Patients who are able to avoid inpatient stays, or who are categorized as outpatients, should not have their access to home care jeopardized by a lower payment ratio when their care needs are often the same or more intense than patients who have had prior inpatient admissions. The proposed rule’s explanation that, on average, more intense resources are needed post-inpatient is an erroneous rule-of-thumb that will harm many Medicare beneficiaries. The application of such non-patient-centered payment rules will overpay agencies to underserve too many beneficiaries, particularly those with longer-term and debilitating conditions

Home health agencies committed to serving people who need care for longer-term and chronic conditions are already penalized by payment disincentives, through models such as the PPS and HHVBP. They are also punished with lower quality ratings, since many of these patients are not able to improve and they face intimidating audits when they provide care for “too long”, even when patients continue to qualify for care. As a consequence, agencies are increasingly unwilling to provide care for beneficiaries with longer-term and chronic care needs. CMS should develop payment models and quality measures that encourage agencies to serve beneficiaries with the greatest health challenges, not penalize them. Regrettably, the proposed rule does the opposite, adding further disincentives to care for patients with serious illnesses and chronic conditions.

The 2018 home health proposed rule gave some consideration to a possible maintenance quality measure in the home health value based purchasing (HHVBP) model. 2019 and 2020 proposed rules do not include such a measure to judge how care is provided for people with longer-term and chronic conditions. This is particularly troubling since providers subject to HHVBP are being penalized, and soon by up to 8%, when they do not meet goals for improving patients’ conditions. This will create yet another disincentive to serve people who are not able to improve.

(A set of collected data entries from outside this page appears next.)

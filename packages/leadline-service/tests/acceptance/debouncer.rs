//! Alert coalescing: rapid-fire texts from one caller collapse into a
//! single buffered alert that fires once after the quiescence window and
//! deletes its buffer.

use std::sync::Arc;

use super::suite::{self, CALLER, StubGateway, TENANT_OPERATOR};

#[tokio::test]
#[ignore = "Requires external Postgres. Set LEADLINE_PG_DSN to run."]
async fn sweep_emits_one_coalesced_alert_per_window() {
	let Some(test_db) = suite::test_db().await else {
		eprintln!("Skipping debouncer; set LEADLINE_PG_DSN to run this test.");

		return;
	};
	let gateway = Arc::new(StubGateway::new());
	let service = suite::build_service(suite::test_config(test_db.dsn().to_string()), gateway).await;
	let tenant = suite::seed_tenant(&service).await;

	for body in ["water heater is out", "also the sink drips", "when can you come?"] {
		service.buffer_alert(&tenant, CALLER, body).await.expect("Buffer bump failed.");
	}

	// One buffer row, three coalesced messages, deadline pushed out.
	let buffered: (i64, i32) = sqlx::query_as(
		"SELECT COUNT(*), MAX(message_count) FROM alert_buffer WHERE customer_phone = $1",
	)
	.bind(CALLER)
	.fetch_one(&service.db.pool)
	.await
	.expect("Failed to read buffer.");

	assert_eq!(buffered, (1, 3));

	// Nothing fires while the window is still open.
	assert_eq!(service.sweep_alerts().await.expect("Sweep failed."), 0);

	// Force quiescence and sweep.
	sqlx::query("UPDATE alert_buffer SET send_at = now() - INTERVAL '1 second'")
		.execute(&service.db.pool)
		.await
		.expect("Failed to expire buffer.");

	assert_eq!(service.sweep_alerts().await.expect("Sweep failed."), 1);
	assert_eq!(
		suite::count_rows(&service, "SELECT COUNT(*) FROM alert_buffer").await,
		0,
		"Buffer must be deleted after release."
	);

	let alerts = suite::outbox_rows_to(&service, TENANT_OPERATOR).await;

	assert_eq!(alerts.len(), 1);
	assert!(alerts[0].2.contains("sent 3 messages"));
	assert!(alerts[0].2.contains("water heater is out"));
	assert!(alerts[0].2.contains("when can you come?"));

	// A second sweep finds nothing; exactly one alert per window.
	assert_eq!(service.sweep_alerts().await.expect("Sweep failed."), 0);

	test_db.cleanup().await.expect("Failed to clean up test database.");
}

CMS Should Develop Rules With Equal Incentives to Provide Care for All Who Qualify Under the Law

The Center urges CMS to design payment and quality rules that effectuate Medicare coverage laws and encourage providers to serve all patients The proposed rule, is heavily weighted towards providing care for the short term is bound to further exacerbate home care access problems for individuals with longer-term and debilitating conditions. It will inevitably hamper implementation of the Jimmo Settlement, which seeks to open Medicare-coverage for skilled maintenance care, and will lead to discrimination against people with disabilities. CMS should rescind this rule and develop systems based on individual functional status and care needs so that providers are encouraged to serve all beneficiaries who qualify for coverage under the law.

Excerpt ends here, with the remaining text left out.